To do: Return only the number of lines in the data below where the word "NewEvent" appears.

%%

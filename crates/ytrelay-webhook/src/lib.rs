pub mod client;
pub mod dispatch;
pub mod envelope;
pub mod error;
pub mod sink;

pub use client::WebhookClient;
pub use dispatch::{ClientPayload, DispatchClient, DispatchRequest, DEFAULT_GITHUB_API_URL};
pub use envelope::DeliveryEnvelope;
pub use error::WebhookError;
pub use sink::{batches, deliver, BatchFailure, BatchMetadata, DeliveryBatch, DeliveryReport};
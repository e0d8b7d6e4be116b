//! Event creation page service

use duniya_core::api::NewEvent;
use duniya_core::{ApiClient, ApiError, SessionHandle, ViewScope};
use tracing::warn;

use crate::stores::{CreateEventState, ImageSlot};

use super::Redirect;

/// Fields the host collects from the event form; images come from the
/// upload flow and live in the store.
#[derive(Clone, Debug, Default)]
pub struct EventForm {
    pub title: String,
    pub date: String,
    pub time: String,
    pub location: String,
    pub city: String,
    pub description: String,
    pub kind: String,
    pub genre: String,
    pub capacity: u32,
    pub fees: String,
}

/// Service behind the create-event view.
pub struct CreateEventPage {
    pub state: CreateEventState,
    client: ApiClient,
    session: SessionHandle,
    scope: ViewScope,
}

impl CreateEventPage {
    pub fn new(client: ApiClient, session: SessionHandle) -> Self {
        Self {
            state: CreateEventState::default(),
            client,
            session,
            scope: ViewScope::new(),
        }
    }

    pub fn unmount(&self) {
        self.scope.cancel();
    }

    /// Presign, upload, and record the public URL in the slot. Failures
    /// surface inline on the form.
    pub async fn upload_image(
        &mut self,
        slot: ImageSlot,
        file_name: &str,
        content_type: &str,
        bytes: Vec<u8>,
    ) {
        let upload = async {
            let ticket = self
                .client
                .request_image_upload(file_name, content_type)
                .await?;
            self.client.upload_image(&ticket, content_type, bytes).await?;
            Ok::<_, ApiError>(ticket.image_url)
        };
        match self.scope.run(upload).await {
            Some(Ok(url)) => self.state.set_image(slot, url),
            Some(Err(error)) => {
                warn!("uploading image failed: {error}");
                self.state.submit.fail(error.to_string());
            }
            None => {}
        }
    }

    /// Create the event. Unauthenticated submission is refused to the
    /// signup flow; success clears the slots and routes back to events.
    pub async fn submit(&mut self, form: EventForm) -> Option<Redirect> {
        if !self.session.is_authenticated() {
            return Some(Redirect::Signup);
        }
        self.state.submit.start();

        let event = NewEvent {
            title: form.title,
            date: form.date,
            time: form.time,
            location: form.location,
            city: form.city,
            description: form.description,
            kind: form.kind,
            genre: form.genre,
            capacity: form.capacity,
            fees: form.fees,
            image: self.state.image.clone().unwrap_or_default(),
            image1: self.state.image1.clone().unwrap_or_default(),
            image2: self.state.image2.clone().unwrap_or_default(),
        };
        match self.client.create_event(&event).await {
            Ok(()) => {
                self.state.submit.succeed("Event created successfully!");
                self.state.clear_images();
                Some(Redirect::Events)
            }
            Err(error) => {
                self.state.submit.fail(error.to_string());
                None
            }
        }
    }
}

%%

Response to the exercise: 2